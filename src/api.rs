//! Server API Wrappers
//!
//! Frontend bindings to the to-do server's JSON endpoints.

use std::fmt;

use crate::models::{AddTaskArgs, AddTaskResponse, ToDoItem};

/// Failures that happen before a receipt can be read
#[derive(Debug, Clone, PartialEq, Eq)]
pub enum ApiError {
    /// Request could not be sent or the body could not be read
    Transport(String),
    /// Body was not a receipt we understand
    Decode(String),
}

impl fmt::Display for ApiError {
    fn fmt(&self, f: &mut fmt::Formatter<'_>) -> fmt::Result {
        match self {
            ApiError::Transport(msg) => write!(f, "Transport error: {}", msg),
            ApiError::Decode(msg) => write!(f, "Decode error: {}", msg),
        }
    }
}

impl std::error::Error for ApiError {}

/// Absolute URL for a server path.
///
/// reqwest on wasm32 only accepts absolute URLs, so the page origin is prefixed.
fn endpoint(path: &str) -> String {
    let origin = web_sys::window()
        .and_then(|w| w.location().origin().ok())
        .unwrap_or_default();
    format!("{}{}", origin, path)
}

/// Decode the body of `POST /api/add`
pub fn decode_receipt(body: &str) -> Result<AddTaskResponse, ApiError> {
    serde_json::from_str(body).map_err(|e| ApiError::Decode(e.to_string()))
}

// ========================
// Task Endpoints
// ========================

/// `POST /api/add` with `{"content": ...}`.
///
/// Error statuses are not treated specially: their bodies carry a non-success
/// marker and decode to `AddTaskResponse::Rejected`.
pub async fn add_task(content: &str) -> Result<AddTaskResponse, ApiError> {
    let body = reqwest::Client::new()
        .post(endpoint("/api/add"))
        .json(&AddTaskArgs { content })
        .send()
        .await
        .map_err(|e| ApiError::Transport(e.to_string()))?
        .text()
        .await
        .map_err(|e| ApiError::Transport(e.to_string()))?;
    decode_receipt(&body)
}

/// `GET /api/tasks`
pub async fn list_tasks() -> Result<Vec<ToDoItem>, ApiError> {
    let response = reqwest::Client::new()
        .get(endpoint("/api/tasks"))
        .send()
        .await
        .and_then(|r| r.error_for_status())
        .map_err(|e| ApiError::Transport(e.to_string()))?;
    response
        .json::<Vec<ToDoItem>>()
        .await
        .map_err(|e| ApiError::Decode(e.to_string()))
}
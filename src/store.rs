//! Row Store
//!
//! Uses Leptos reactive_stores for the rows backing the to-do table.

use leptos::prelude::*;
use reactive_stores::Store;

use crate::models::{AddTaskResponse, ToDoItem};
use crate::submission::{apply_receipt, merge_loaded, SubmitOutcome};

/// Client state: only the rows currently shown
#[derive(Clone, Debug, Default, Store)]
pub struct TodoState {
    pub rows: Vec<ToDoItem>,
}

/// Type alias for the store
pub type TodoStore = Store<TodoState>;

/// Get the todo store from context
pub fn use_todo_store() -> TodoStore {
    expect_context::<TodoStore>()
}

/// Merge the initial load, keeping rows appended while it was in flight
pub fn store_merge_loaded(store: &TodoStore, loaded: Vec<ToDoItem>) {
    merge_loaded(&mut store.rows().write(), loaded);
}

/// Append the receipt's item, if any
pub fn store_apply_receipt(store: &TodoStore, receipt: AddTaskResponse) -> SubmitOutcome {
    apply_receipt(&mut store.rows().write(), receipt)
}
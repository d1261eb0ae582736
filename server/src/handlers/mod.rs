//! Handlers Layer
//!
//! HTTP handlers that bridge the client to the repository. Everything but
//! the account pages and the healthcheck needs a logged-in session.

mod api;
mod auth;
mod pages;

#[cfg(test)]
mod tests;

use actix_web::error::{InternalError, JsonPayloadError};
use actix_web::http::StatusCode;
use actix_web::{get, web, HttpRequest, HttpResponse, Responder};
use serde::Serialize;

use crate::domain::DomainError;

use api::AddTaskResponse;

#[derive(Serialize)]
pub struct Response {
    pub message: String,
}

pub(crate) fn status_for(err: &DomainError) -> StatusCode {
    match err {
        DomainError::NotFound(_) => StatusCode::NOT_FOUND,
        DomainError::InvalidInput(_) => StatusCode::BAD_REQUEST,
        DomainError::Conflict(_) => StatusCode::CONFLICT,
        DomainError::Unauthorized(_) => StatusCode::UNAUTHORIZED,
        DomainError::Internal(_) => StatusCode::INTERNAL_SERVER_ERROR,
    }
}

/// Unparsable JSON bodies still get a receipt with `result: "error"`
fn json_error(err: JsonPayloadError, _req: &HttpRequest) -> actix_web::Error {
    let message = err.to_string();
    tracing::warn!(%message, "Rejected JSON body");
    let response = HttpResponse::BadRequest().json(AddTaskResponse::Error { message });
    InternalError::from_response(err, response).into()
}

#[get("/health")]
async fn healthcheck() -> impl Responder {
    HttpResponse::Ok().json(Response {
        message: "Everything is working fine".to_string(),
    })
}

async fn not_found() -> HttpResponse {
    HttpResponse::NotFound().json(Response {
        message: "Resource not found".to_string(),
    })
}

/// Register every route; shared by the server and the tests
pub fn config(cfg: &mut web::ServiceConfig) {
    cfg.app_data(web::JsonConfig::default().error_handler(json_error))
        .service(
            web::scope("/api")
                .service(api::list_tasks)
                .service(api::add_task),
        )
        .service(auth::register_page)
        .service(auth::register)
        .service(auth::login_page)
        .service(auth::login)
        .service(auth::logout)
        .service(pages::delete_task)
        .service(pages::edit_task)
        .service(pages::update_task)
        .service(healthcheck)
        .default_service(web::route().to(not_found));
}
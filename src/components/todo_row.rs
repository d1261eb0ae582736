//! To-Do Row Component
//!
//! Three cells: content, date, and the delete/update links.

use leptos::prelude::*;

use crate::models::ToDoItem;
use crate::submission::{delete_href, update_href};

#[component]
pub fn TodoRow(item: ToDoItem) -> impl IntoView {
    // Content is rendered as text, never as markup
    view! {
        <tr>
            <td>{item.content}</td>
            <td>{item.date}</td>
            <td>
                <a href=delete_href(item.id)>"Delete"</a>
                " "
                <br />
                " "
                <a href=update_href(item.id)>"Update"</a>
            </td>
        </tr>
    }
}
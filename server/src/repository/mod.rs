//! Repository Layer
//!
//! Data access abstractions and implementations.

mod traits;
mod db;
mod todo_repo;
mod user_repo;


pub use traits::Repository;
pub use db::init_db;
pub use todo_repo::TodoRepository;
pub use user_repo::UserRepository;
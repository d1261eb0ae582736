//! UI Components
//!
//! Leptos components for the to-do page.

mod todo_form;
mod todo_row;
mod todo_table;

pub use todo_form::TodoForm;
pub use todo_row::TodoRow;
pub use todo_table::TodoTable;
━━━━━━
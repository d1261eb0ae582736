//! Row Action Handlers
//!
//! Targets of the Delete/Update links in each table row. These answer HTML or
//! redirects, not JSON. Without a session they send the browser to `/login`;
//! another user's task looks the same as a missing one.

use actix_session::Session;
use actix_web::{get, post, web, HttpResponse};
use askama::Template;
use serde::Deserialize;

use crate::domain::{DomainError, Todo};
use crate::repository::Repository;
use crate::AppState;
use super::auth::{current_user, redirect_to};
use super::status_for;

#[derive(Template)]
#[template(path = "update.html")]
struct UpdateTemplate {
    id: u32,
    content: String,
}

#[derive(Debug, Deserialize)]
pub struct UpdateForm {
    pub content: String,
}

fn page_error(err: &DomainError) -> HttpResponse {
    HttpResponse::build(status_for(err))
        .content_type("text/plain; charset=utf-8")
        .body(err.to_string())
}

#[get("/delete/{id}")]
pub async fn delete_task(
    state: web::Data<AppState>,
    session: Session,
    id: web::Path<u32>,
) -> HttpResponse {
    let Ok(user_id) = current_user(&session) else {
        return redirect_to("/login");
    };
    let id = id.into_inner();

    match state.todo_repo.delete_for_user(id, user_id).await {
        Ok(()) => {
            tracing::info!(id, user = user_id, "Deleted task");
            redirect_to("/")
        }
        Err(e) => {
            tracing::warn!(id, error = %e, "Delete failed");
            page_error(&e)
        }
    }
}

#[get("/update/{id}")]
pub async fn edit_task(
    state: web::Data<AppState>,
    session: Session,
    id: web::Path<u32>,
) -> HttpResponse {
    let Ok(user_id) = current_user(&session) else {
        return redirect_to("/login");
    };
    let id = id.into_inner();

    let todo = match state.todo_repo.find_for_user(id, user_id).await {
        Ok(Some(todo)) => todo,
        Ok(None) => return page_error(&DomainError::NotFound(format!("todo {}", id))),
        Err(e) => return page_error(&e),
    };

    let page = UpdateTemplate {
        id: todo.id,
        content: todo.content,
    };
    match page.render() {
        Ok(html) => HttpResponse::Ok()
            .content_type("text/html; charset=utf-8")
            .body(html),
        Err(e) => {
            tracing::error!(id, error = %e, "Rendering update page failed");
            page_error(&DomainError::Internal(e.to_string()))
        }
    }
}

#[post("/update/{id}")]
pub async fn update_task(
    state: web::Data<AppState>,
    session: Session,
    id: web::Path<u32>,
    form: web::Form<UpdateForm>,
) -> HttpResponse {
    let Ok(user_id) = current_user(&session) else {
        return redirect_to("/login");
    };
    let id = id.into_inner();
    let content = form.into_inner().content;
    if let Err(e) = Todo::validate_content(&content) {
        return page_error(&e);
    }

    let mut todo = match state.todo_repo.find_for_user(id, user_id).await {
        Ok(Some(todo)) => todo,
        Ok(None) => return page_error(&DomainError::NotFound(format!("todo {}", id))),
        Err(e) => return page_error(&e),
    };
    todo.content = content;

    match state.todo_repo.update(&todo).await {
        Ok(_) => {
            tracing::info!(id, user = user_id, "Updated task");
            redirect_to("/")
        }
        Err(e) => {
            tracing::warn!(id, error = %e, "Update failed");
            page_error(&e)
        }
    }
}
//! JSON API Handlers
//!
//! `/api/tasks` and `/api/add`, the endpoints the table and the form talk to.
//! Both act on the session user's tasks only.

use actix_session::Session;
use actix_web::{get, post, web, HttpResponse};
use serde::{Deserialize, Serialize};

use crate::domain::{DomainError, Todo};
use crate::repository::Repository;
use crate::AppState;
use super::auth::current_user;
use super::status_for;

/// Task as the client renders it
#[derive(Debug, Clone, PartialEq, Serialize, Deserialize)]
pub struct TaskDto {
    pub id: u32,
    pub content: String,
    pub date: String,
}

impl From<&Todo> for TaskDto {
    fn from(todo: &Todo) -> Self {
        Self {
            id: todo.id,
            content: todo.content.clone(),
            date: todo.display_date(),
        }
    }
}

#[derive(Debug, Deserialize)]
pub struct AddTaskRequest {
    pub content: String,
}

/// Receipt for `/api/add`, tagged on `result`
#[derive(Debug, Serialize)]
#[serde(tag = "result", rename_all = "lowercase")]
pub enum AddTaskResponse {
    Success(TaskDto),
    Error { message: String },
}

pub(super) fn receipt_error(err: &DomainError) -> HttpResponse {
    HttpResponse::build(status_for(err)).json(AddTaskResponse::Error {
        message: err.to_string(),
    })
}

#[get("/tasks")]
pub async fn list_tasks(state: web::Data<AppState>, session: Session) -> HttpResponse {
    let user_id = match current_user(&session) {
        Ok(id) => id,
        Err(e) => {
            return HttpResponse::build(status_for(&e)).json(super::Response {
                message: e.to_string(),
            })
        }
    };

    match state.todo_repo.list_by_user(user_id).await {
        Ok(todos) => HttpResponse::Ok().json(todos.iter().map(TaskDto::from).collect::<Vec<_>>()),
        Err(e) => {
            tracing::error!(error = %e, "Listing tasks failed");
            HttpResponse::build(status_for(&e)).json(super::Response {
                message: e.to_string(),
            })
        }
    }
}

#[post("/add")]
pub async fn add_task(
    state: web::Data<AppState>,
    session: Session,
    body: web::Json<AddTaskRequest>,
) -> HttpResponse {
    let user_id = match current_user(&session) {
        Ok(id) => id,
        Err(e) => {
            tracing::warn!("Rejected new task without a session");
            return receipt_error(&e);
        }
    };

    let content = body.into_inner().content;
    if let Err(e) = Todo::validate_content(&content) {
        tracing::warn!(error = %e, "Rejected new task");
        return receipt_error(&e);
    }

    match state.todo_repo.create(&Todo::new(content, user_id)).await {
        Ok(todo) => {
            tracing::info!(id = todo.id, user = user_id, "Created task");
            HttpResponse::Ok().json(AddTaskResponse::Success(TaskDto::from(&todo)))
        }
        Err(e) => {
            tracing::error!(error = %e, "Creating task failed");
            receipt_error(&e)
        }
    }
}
━━━━━━
● REQUIREMENT
Starting with the line that holds "filename src/api.rs" and ending with the line that holds "pub enum ApiError", retype every line in the data above exactly, and nothing else.

● ANSWER FOR THIS EXERCISE
filename src/api.rs
//! Server API Wrappers
//!
//! Frontend bindings to the to-do server's JSON endpoints.

use std::fmt;

use crate::models::{AddTaskArgs, AddTaskResponse, ToDoItem};

/// Failures that happen before a receipt can be read
#[derive(Debug, Clone, PartialEq, Eq)]
pub enum ApiError {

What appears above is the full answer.